LONDON: Leading Asian universities are catching up with their competitors in Britain and the United States in rankings, measuring everything from reputation to research funding, released on Wednesday.
The top institutions in Japan, South Korea, China and Singapore generally rose in the annual index published by Britain's Times Higher Education magazine, continuing a "power shift from West to East," its rankings editor Phil Baty said.
"More Asian institutions are nipping at the heels of the best in the West, increasingly occupying world top 50 places and showing no signs of letting up," Baty said in a statement.
The World University Rankings were still dominated by the United States and Britain, which together held the top 13 spots and more than half the top 200.
The United States had 77 of the top 200 and California Institute of Technology (CalTech) took the top spot for the second year in a row.
Britain hosted 31 of the top 200 with London alone home to more leading universities - six - than Japan or South Korea, which have five and four, respectively.
Many European institutions saw their ranking fall, which the magazine put down to a decline in investment during economic recessions.
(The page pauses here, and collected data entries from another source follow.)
//! Data-driven content for expeditions.
//!
//! Abilities, enemy templates, difficulty tables and combat tuning are
//! authored as RON/TOML and loaded once at startup into the immutable
//! oracle types `expedition-core` consults. Content never appears in
//! encounter state.
//!
//! A default pack is embedded in the crate; hosts can point a
//! [`ContentFactory`] at a directory to override it.

#[cfg(feature = "loaders")]
pub mod loaders;

#[cfg(feature = "loaders")]
pub use loaders::{AbilityLoader, BestiaryLoader, ConfigLoader, ContentFactory};

use expedition_core::{AbilityCatalog, Bestiary, CombatConfig, CombatEnv, RngOracle};

/// Everything an encounter host needs from content.
#[derive(Clone, Debug, Default)]
pub struct ContentPack {
    pub abilities: AbilityCatalog,
    pub bestiary: Bestiary,
    pub config: CombatConfig,
}

impl ContentPack {
    pub fn env<'a>(&'a self, rng: &'a dyn RngOracle) -> CombatEnv<'a> {
        CombatEnv::new(&self.abilities, &self.bestiary, rng)
    }
}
But universities in Sweden, Denmark and Norway improved their positions this year.
The rankings, which are compiled using data from Thomson Reuters, take into account an institution's reputation among academics, the staff-to-student ratio and the amount of research funding coming from industries.
The biggest proportion of a university's ranking - a third - comes from how frequently its research is cited by academics.
The European Commission is working on an index of at least 500 universities across the world that it says will take in more metrics. U-Multirank is due to be released in early 2014.